I am satisfied that, on balance, the HSE has provided a sufficiently detailed and cogent explanation of the relevant searches carried out, and of its storage and retention practices and policies, the account for the lack of records which the applicant asserts should exist. Given the requirements of this test, I consider that the HSE has provided sufficient information to this Office to demonstrate that the steps it took in this case to establish the non-existence of the records sought were reasonable. Specifically with regard to the email account of the staff member no longer working in the HSE, in the circumstances of the case, I do not consider it reasonable to require the HSE to engage a third party specialist external company to conduct searches at considerable cost simply because the applicant asserts that more records should or might exist. In addition, I am also satisfied that with regard to records which may exist on the respective employee files in relation to the various complaints made by the applicant, in keep with previous decisions of this Office, such information would clearly constitute the personal information of such staff members such that section 37 would apply to this information. Finally, with regard to the specific correspondence from the applicant’s solicitor, I accept in the specific circumstances of this case that this record cannot be located following reasonable searches. In any event, it is important to note that the applicant is already in possession of this record as he has supplied it to this Office.
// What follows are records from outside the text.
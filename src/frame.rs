//! Captured transport frames as supplied by the capture source.

use std::fmt;

/// Direction of a transfer relative to the host.
#[derive(Debug, Clone, Copy, PartialEq, Eq, Hash)]
#[cfg_attr(feature = "serde", derive(serde::Serialize, serde::Deserialize))]
pub enum Direction {
    /// Device to host.
    In,
    /// Host to device.
    Out,
}

impl fmt::Display for Direction {
    fn fmt(&self, f: &mut fmt::Formatter<'_>) -> fmt::Result {
        match self {
            Direction::In => write!(f, "IN"),
            Direction::Out => write!(f, "OUT"),
        }
    }
}

/// Transfer type classifier reported by the capture source.
#[derive(Debug, Clone, Copy, PartialEq, Eq)]
#[cfg_attr(feature = "serde", derive(serde::Serialize, serde::Deserialize))]
pub enum TransferType {
    Control,
    Isochronous,
    Bulk,
    Interrupt,
}

/// One captured transport frame.
///
/// The capture source owns the payload; the dissector borrows it read-only
/// for the duration of a single call.
#[derive(Debug, Clone)]
pub struct CapturedFrame<'a> {
    /// Raw payload bytes of the bulk transfer fragment.
    pub payload: &'a [u8],
    pub direction: Direction,
    pub transfer_type: TransferType,
    pub bus: u16,
    pub device: u16,
    pub endpoint: u8,

    /// Monotonically increasing capture frame number.
    pub sequence: u64,

    /// Correlation id grouping the fragments of one logical transfer (IRP id).
    pub transfer_id: u64,

    /// Capture timestamp in microseconds. Monotonically increasing.
    pub timestamp_us: u64,
}

impl CapturedFrame<'_> {
    /// Whether the payload ends with the two-byte line terminator (CR, LF).
    pub fn is_terminated(&self) -> bool {
        crate::lines::ends_with_terminator(self.payload)
    }
}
For these reasons, I find that the HSE was justified in refusing to release any further records on the basis that such records do not exist or cannot be found after all reasonable steps to ascertain their whereabouts have been taken.
Accordingly, I find that, the HSE was justified in relying on section 15(1)(a) of the FOI Act to refuse access to any additional records relevant to the applicant’s amended request on the ground that no further relevant records exist or can be found after all reasonable steps to ascertain their whereabouts have been taken.
Having carried out a review under section 22(2) of the FOI Act, I hereby affirm the HSE’s decision.
Section 24 of the FOI Act sets out detailed provisions for an appeal to the High Court by a party to a review, or any other person affected by the decision. In summary, such an appeal, normally on a point of law, must be initiated not later than four weeks after notice of the decision was given to the person bringing the appeal.